Par exemple, certains conseils généraux décernent des aides au-delà de 21 ans aux jeunes sortant de la protection de l’enfance pour qu’ils puissent poursuivre des études ou une formation professionnelle qualifiante. Ainsi, dans le Var, le contrat jeune majeur, qui est ici exclusivement réservé aux 18-21 ans accueillis à l’ASE durant leur minorité, peut continuer jusqu’à 25 ans. Une dizaine de jeunes bénéficient chaque année d’un accompagnement et d’une allocation maximale de 609 € par mois (versée sur dix mois), pouvant compléter les aides de droit commun. Dans le même esprit, avec la même condition – avoir été confié à l’aide sociale à l’enfance durant sa minorité – et pour un montant maximal annuel équivalent, les 21-27 ans des Hauts-de-Seine peuvent prétendre à une bourse départementale s’ils font des études supérieures.

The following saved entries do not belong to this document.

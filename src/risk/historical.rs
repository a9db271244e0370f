//! Historical full-revaluation VaR/ES.

use crate::core::{Result, RiskError, RiskMetrics};
use crate::instruments::InstrumentBook;
use crate::risk::{revalue, var_es_from_pnl};
use crate::universe::Universe;

/// Historical VaR and Expected Shortfall over a flat row-major shock
/// matrix of `scenarios` rows by `universe.len()` columns.
///
/// Each row is revalued through the shared kernel to build the scenario
/// P&L sample; VaR is the negated `(1 - alpha)` quantile of that sample
/// and ES the negated tail mean, both reported as positive losses.
///
/// # Examples
/// ```rust
/// use openvar::instruments::{Instrument, InstrumentBook};
/// use openvar::risk::historical_var_es;
/// use openvar::universe::Universe;
///
/// let universe = Universe::from_symbols(["SPY"]).unwrap();
/// let book = InstrumentBook::from_instruments(&[Instrument::equity(0, 1.0, 100.0)]);
/// let shocks = [-0.10, -0.05, 0.01, 0.02];
/// let metrics = historical_var_es(&book, &universe, &shocks, 4, 0.95).unwrap();
/// assert!((metrics.var - 10.0).abs() < 1e-9);
/// ```
pub fn historical_var_es(
    book: &InstrumentBook,
    universe: &Universe,
    shocks_flat: &[f64],
    scenarios: usize,
    alpha: f64,
) -> Result<RiskMetrics> {
    let factors = universe.len();
    if factors == 0 {
        return Err(RiskError::InvalidArgument(
            "factor universe is empty".to_string(),
        ));
    }
    if scenarios == 0 {
        return Err(RiskError::InvalidArgument(
            "historical VaR requires at least one scenario".to_string(),
        ));
    }
    if shocks_flat.len() != scenarios * factors {
        return Err(RiskError::InvalidArgument(format!(
            "shock matrix has {} entries, expected {scenarios} x {factors}",
            shocks_flat.len()
        )));
    }
    if !(alpha > 0.0 && alpha < 1.0) {
        return Err(RiskError::InvalidArgument(format!(
            "alpha must lie in (0, 1), got {alpha}"
        )));
    }

    let mut pnl = Vec::with_capacity(scenarios);
    for row in shocks_flat.chunks_exact(factors) {
        pnl.push(revalue(book, row)?);
    }

    var_es_from_pnl(&pnl, alpha)
}
//! Full-revaluation kernel shared by the Historical and Monte-Carlo paths.

use crate::core::{InstrumentKind, OptionSide, Result, RiskError};
use crate::instruments::{InstrumentBook, MIN_IMPLIED_VOL};
use crate::pricing::black_scholes;

/// Revalues the book under one factor-shock vector, returning the change
/// in portfolio value `V_shocked - V_today`.
///
/// Shocks are arithmetic per-factor returns: an equity at factor `id`
/// reprices to `current_price * (1 + shocks[id])`, and an option reprices
/// through the Black-Scholes closed form off its shocked underlying
/// `underlying_price * (1 + shocks[underlying_index])` with its own
/// volatility and expiry. Monte-Carlo log-returns must be converted with
/// `exp_m1` before entering here, keeping a single revaluation contract
/// for both VaR paths.
///
/// Fails with [`RiskError::OutOfRange`] if a referenced factor index lies
/// beyond the shock vector. Inputs are not mutated, so distinct shock
/// vectors may be revalued concurrently against the same book.
pub fn revalue(book: &InstrumentBook, shocks: &[f64]) -> Result<f64> {
    let dim = shocks.len();
    let mut value_today = 0.0_f64;
    let mut value_shocked = 0.0_f64;

    for i in 0..book.len() {
        let qty = book.qty[i];
        let price_today = book.current_price[i];
        value_today += price_today * qty;

        if qty == 0.0 {
            continue;
        }

        match book.kind[i] {
            InstrumentKind::Equity => {
                let factor = book.id[i] as usize;
                if factor >= dim {
                    return Err(RiskError::OutOfRange(format!(
                        "equity id {factor} references a factor beyond the shock vector ({dim})"
                    )));
                }
                value_shocked += price_today * (1.0 + shocks[factor]) * qty;
            }
            InstrumentKind::Option => {
                let factor = book.underlying_index[i] as usize;
                if factor >= dim {
                    return Err(RiskError::OutOfRange(format!(
                        "option underlying index {factor} references a factor beyond the shock vector ({dim})"
                    )));
                }

                let underlying_today = if book.underlying_price[i] > 0.0 {
                    book.underlying_price[i]
                } else {
                    price_today
                };
                let underlying_shocked = underlying_today * (1.0 + shocks[factor]);

                let shocked_price = black_scholes::price(
                    OptionSide::from_call_flag(book.is_call[i]),
                    underlying_shocked,
                    book.strike[i],
                    book.rate[i],
                    book.implied_vol[i].max(MIN_IMPLIED_VOL),
                    book.time_to_maturity[i].max(0.0),
                );
                value_shocked += shocked_price * qty;
            }
        }
    }

    Ok(value_shocked - value_today)
}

En Gironde, le contrat d’accompagnement personnalisé pour les jeunes (Cap’J) cible la lutte contre l’exclusion. Instauré en 2008, il s’agit d’une sorte de « Garantie jeunes » avant l’heure (5). Ecartant les étudiants, ainsi que les titulaires d’une allocation aux adultes handicapés ou du revenu de solidarité active, Cap’J est destiné aux 18-25 ans en grande difficulté, issus ou non de l’ASE. Complémentaire aux aides de droit commun, Cap’J combine accompagnement social et allocation financière (environ 250-300 € par mois) sur un maximum de 18 mois consécutifs ou non : il peut y avoir des ruptures, puis des reprises de parcours, ou bien des contrats suspendus un mois ou deux quand le bénéficiaire est en emploi.
Dans la Loire-Atlantique, le contrat de soutien à l’autonomie des jeunes, qui existe depuis 2004, répond au même principe d’indifférenciation de l’aide à tous les moins de 25 ans en situation de vulnérabilité. Le contrat jeune majeur a été remplacé par ce contrat unique accessible aux jeunes protégés qui atteignent l’âge de la majorité et aux autres à partir de 16 ans (6).
(1) Article L.225-5 du code de l’action sociale et des familles.
(2) DREES – Etudes et résultats n° 858 – Novembre 2013.
(3) Intervenant lors d’une journée d’étude sur la transition à l’âge adulte, organisée par l’ONED le 10 octobre 2013.
(4) Courrier du 7 mars 2013 publié sur le site de l’Adape :
(5) Voir ASH n° 2827 du 4-10-13, p. 40.
(6) Voir ASH n° 2657 du 30-04-10, p. 24.